Pertanto il ritorno dell’essere umano al perfetto stato di coscienza di non dualità, è lo scopo essenziale nello yoga. Lo Yoga ci svela gradualmente nell’essere l’esistenza di più livelli di consapevolezza. Yama e Niyama del Kriya Yoga, tappe importanti nella pratica spirituale, devono essere in modo sistematico rispettate in modo coscienzioso.

Lo yoga aiuta nell’accelerare l’evoluzione della Coscienza, evoluzione coordinata dall’Intelligenza Divina Cosmica. La nostra evoluzione spirituale può essere accelerata tramite il risveglio e l’attivazione degli aspetti latenti del proprio universo interiore, che sarà gradualmente coscientizzato. La presa di coscienza parziale assomiglia analogicamente ad un sentimento non ben identificato; questo si manifesta poi sotto forma di vissuti globali profondi e complessi che ci permettono di intuire i misteri dell’essere e dell’Universo circostante. Diventando consapevoli si assiste a una enorme accelerazione e pienezza dell’esistenza di un individuo, viene svelata una realtà profonda che prima non immaginavamo.


La presa di coscienza: Yoga della consapevolezza


Meenakshi Devi (una yogina dell’India) parla di una fase particolarmente importante nel processo di comprensione e approfondimento della presa di coscienza, proprio all’inizio della pratica Yoga e che consta in:

«essere quanto più coscienti su tutti gli aspetti che ci mostrano quanto incoscienti siamo a volte, senza neanche immaginarlo». (Meenakshi Devi)

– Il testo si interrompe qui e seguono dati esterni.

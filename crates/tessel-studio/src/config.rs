use tessel_engine::coords::ColorRgba;

/// Studio settings. There is no config file; edit the defaults.
#[derive(Debug, Clone)]
pub struct StudioConfig {
    pub title: String,
    /// Initial window size in logical pixels.
    pub width: f64,
    pub height: f64,
    pub frames_per_second: u32,
    /// World units spanned by the smaller window dimension.
    pub world_extent: f32,
    pub clear_color: ColorRgba,
}

impl Default for StudioConfig {
    fn default() -> Self {
        Self {
            title: "tessel studio".to_string(),
            width: 800.0,
            height: 800.0,
            frames_per_second: 30,
            world_extent: 10.0,
            clear_color: ColorRgba::rgb(0.1, 0.1, 0.12),
        }
    }
}
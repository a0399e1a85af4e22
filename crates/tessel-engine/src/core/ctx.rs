use winit::window::Window;

use crate::coords::ColorRgba;
use crate::device::{Gpu, SurfaceErrorAction};
use crate::render::{RenderTarget, WgpuDevice};

use super::app::AppControl;

/// Borrowed window handle with size helpers.
pub struct WindowCtx<'a> {
    pub window: &'a Window,
}

impl WindowCtx<'_> {
    /// Window size as `(width, height)` in logical pixels.
    pub fn logical_size(&self) -> (f32, f32) {
        let logical = self
            .window
            .inner_size()
            .to_logical::<f64>(self.window.scale_factor());
        (logical.width as f32, logical.height as f32)
    }
}

/// Context for [`super::App::on_start`].
///
/// Lifetimes: `'a` is the callback, `'w` the window borrow held by `Gpu<'w>`.
pub struct StartCtx<'a, 'w> {
    pub window: WindowCtx<'a>,
    pub gpu: &'a Gpu<'w>,
}

impl StartCtx<'_, '_> {
    /// Graphics device drawing to this window's surface.
    pub fn create_device(&self) -> WgpuDevice {
        WgpuDevice::new(
            self.gpu.device().clone(),
            self.gpu.queue().clone(),
            self.gpu.surface_format(),
        )
    }
}

/// Context for [`super::App::on_frame`].
pub struct FrameCtx<'a, 'w> {
    pub window: WindowCtx<'a>,
    pub gpu: &'a mut Gpu<'w>,
}

impl FrameCtx<'_, '_> {
    /// Acquires the next surface texture, clears it to `clear`, lets `draw`
    /// encode into it and presents the result.
    ///
    /// A lost or outdated surface is reconfigured and the frame skipped;
    /// only a fatal surface error returns [`AppControl::Exit`].
    pub fn render<F>(&mut self, clear: ColorRgba, draw: F) -> AppControl
    where
        F: FnOnce(&mut RenderTarget<'_>),
    {
        let mut frame = match self.gpu.begin_frame() {
            Ok(f) => f,
            Err(err) => {
                return match self.gpu.handle_surface_error(err) {
                    SurfaceErrorAction::Fatal => AppControl::Exit,
                    _ => AppControl::Continue,
                };
            }
        };

        {
            let _clear = frame.encoder.begin_render_pass(&wgpu::RenderPassDescriptor {
                label: Some("tessel clear"),
                color_attachments: &[Some(wgpu::RenderPassColorAttachment {
                    view: &frame.view,
                    resolve_target: None,
                    ops: wgpu::Operations {
                        load: wgpu::LoadOp::Clear(clear.to_wgpu()),
                        store: wgpu::StoreOp::Store,
                    },
                    depth_slice: None,
                })],
                depth_stencil_attachment: None,
                timestamp_writes: None,
                occlusion_query_set: None,
                multiview_mask: None,
            });
        }

        {
            let mut target = RenderTarget::new(&mut frame.encoder, &frame.view);
            draw(&mut target);
        }

        self.window.window.pre_present_notify();
        self.gpu.submit(frame);
        AppControl::Continue
    }
}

È un’affermazione apparentemente paradossale ma totalmente vera per uno yogi. Molte persone, al giorno d’oggi desiderano imparare lo Yoga della consapevolezza, comportandosi come se tutto gli sia dovuto, in modo obbligatorio senza prendere in considerazione che questo salto benefico, straordinario non si può realizzare se non progressivamente, per tappe, implicando una trasformazione fondamentale ed una purificazione dell’essere da tutto quello che è negativo.


Chi pratica Yoga, deve imparare la pazienza, sviluppare l’apertura mentale, l’attenzione e la prontezza ad imparare da ogni situazione sia esteriore che interiore. Se non agiremo cosi, saremo facilmente delusi, a causa di un’utilizzazione non corretta delle energie interiori e del tempo, mentre l’attività realizzata sarà in gran parte inefficiente.


Lo Yoga può essere definito come una abilità ed intelligenza in azione, intendendo per abilità la capacità di usare in modo intelligente e con la massima efficienza le proprie disponibilità, creando cosi, progressivamente, grazie al processo sottile di risonanza, le premesse dell’amplificazione ed energizzazione ottima di queste disponibilità ora risvegliate. In questo caso la presa di coscienza nella pratica Yoga è la modalità privilegiata che risveglia ed amplifica l’abilità in un tempo breve. Tramite una pratica costante, corretta e sistematica, l’abilità può essere perfezionata straordinariamente, ma dobbiamo ricordare che solo la presa di coscienza può davvero generare la maestria ed i poteri paranormali che risultano da una pratica Yoga adeguata.


Vedi anche La Meditazione: primi passi


L'articolo è stato redatto da Stefania Desogus (Amrita Centro Yoga Milano)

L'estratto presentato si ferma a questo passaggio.